Knebel left Berlin the next day to return to Ilmenau, which he never left thereafter. Always shut up in his study, he scarcely seemed to remember that he had a wife and children. He spent his days and nights meditating over the piece of parchment written by Cornelius, striving to recover the doctor’s secret. Only Frantz was allowed into the room, and was not allowed to leave it, for he had to be ready to reply at any moment to the questions that the scientist addressed to him about the form and function of the machines constructed by the master of the weather.

One morning, Knebel came down from his laboratory, his face radiant with joy. He threw himself into his wife’s arms; he hugged his sons to his bosom and he covered all three with kisses.

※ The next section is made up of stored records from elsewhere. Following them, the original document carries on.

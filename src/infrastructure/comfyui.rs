//! ComfyUI client for scene image generation
//!
//! The port contract is a single `generate_image(prompt) -> bytes` call;
//! internally the client queues a workflow, polls prompt history until it
//! completes and downloads the first output image. The caller's
//! per-attempt timeout still bounds the whole exchange.

use std::collections::HashMap;
use std::time::Duration;

use async_trait::async_trait;
use reqwest::Client;
use serde::{Deserialize, Serialize};
use uuid::Uuid;

use crate::application::ports::outbound::{BackendError, ImageGenerationPort};
use crate::infrastructure::classify::{classify_status, classify_transport};

/// Client for ComfyUI API
pub struct ComfyUIClient {
    client: Client,
    base_url: String,
    poll_interval: Duration,
    max_polls: u32,
}

impl ComfyUIClient {
    pub fn new(base_url: &str) -> Self {
        Self {
            client: Client::new(),
            base_url: base_url.trim_end_matches('/').to_string(),
            poll_interval: Duration::from_millis(500),
            max_polls: 240,
        }
    }

    /// Queue a workflow for execution
    async fn queue_prompt(
        &self,
        workflow: serde_json::Value,
    ) -> Result<QueueResponse, BackendError> {
        let request = QueuePromptRequest {
            prompt: workflow,
            client_id: Uuid::new_v4().to_string(),
        };

        let response = self
            .client
            .post(format!("{}/prompt", self.base_url))
            .json(&request)
            .send()
            .await
            .map_err(classify_transport)?;

        if !response.status().is_success() {
            let status = response.status();
            let body = response.text().await.unwrap_or_default();
            return Err(classify_status(status, body));
        }

        response.json().await.map_err(classify_transport)
    }

    /// Get the history of a queued prompt
    async fn get_history(&self, prompt_id: &str) -> Result<HistoryResponse, BackendError> {
        let response = self
            .client
            .get(format!("{}/history/{}", self.base_url, prompt_id))
            .send()
            .await
            .map_err(classify_transport)?;

        if !response.status().is_success() {
            let status = response.status();
            let body = response.text().await.unwrap_or_default();
            return Err(classify_status(status, body));
        }

        response.json().await.map_err(classify_transport)
    }

    /// Download a generated image
    async fn get_image(
        &self,
        filename: &str,
        subfolder: &str,
        folder_type: &str,
    ) -> Result<Vec<u8>, BackendError> {
        let response = self
            .client
            .get(format!("{}/view", self.base_url))
            .query(&[
                ("filename", filename),
                ("subfolder", subfolder),
                ("type", folder_type),
            ])
            .send()
            .await
            .map_err(classify_transport)?;

        if !response.status().is_success() {
            let status = response.status();
            let body = response.text().await.unwrap_or_default();
            return Err(classify_status(status, body));
        }

        let bytes = response.bytes().await.map_err(classify_transport)?;
        Ok(bytes.to_vec())
    }

    /// Check if the server is available
    pub async fn health_check(&self) -> Result<bool, BackendError> {
        let response = self
            .client
            .get(format!("{}/system_stats", self.base_url))
            .send()
            .await
            .map_err(classify_transport)?;

        Ok(response.status().is_success())
    }
}

#[derive(Debug, Serialize)]
struct QueuePromptRequest {
    prompt: serde_json::Value,
    client_id: String,
}

#[derive(Debug, Deserialize)]
struct QueueResponse {
    prompt_id: String,
}

#[derive(Debug, Deserialize)]
struct HistoryResponse {
    #[serde(flatten)]
    prompts: HashMap<String, PromptHistory>,
}

#[derive(Debug, Deserialize)]
struct PromptHistory {
    outputs: HashMap<String, NodeOutput>,
    status: PromptStatus,
}

#[derive(Debug, Deserialize)]
struct NodeOutput {
    images: Option<Vec<ImageOutput>>,
}

#[derive(Debug, Deserialize)]
struct ImageOutput {
    filename: String,
    subfolder: String,
    r#type: String,
}

#[derive(Debug, Deserialize)]
struct PromptStatus {
    completed: bool,
}

/// Minimal text-to-image workflow for a scene prompt
fn build_workflow(prompt: &str) -> serde_json::Value {
    serde_json::json!({
        "prompt": {
            "positive": prompt,
            "negative": "text, watermark, frightening imagery",
            "width": 1024,
            "height": 576,
        }
    })
}

#[async_trait]
impl ImageGenerationPort for ComfyUIClient {
    async fn generate_image(&self, prompt: &str) -> Result<Vec<u8>, BackendError> {
        let queued = self.queue_prompt(build_workflow(prompt)).await?;
        tracing::debug!(prompt_id = %queued.prompt_id, "queued ComfyUI prompt");

        for _ in 0..self.max_polls {
            tokio::time::sleep(self.poll_interval).await;

            let history = self.get_history(&queued.prompt_id).await?;
            let Some(entry) = history.prompts.get(&queued.prompt_id) else {
                continue;
            };
            if !entry.status.completed {
                continue;
            }

            let image = entry
                .outputs
                .values()
                .filter_map(|output| output.images.as_deref())
                .flatten()
                .next()
                .ok_or_else(|| {
                    BackendError::Api("prompt completed without image outputs".to_string())
                })?;

            return self
                .get_image(&image.filename, &image.subfolder, &image.r#type)
                .await;
        }

        Err(BackendError::Timeout)
    }
}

Frantz shared in his master’s joy.

“Fortune and glory for us! Happiness for us!” said Knebel. “I’ve finally received the recompense of my courage and perseverance. I’ve rediscovered Cornelius’ sublime secret.” He added: “I have to go to Weimar to reveal my discovery to the prince and to carry out an experiment in front of him. Tomorrow, my dear Louise, tomorrow, my children, I’ll come back, and never again have to think about anything but your happiness and affection.”

Alas, he returned sooner than he expected. An hour later, his corpse was brought back.

The post-chaise, overloaded with instruments and apparatus, had overturned, crushing Knebel and his faithful Frantz.

That is why the secret of the mastery of weather was lost for a second time, and perhaps forever.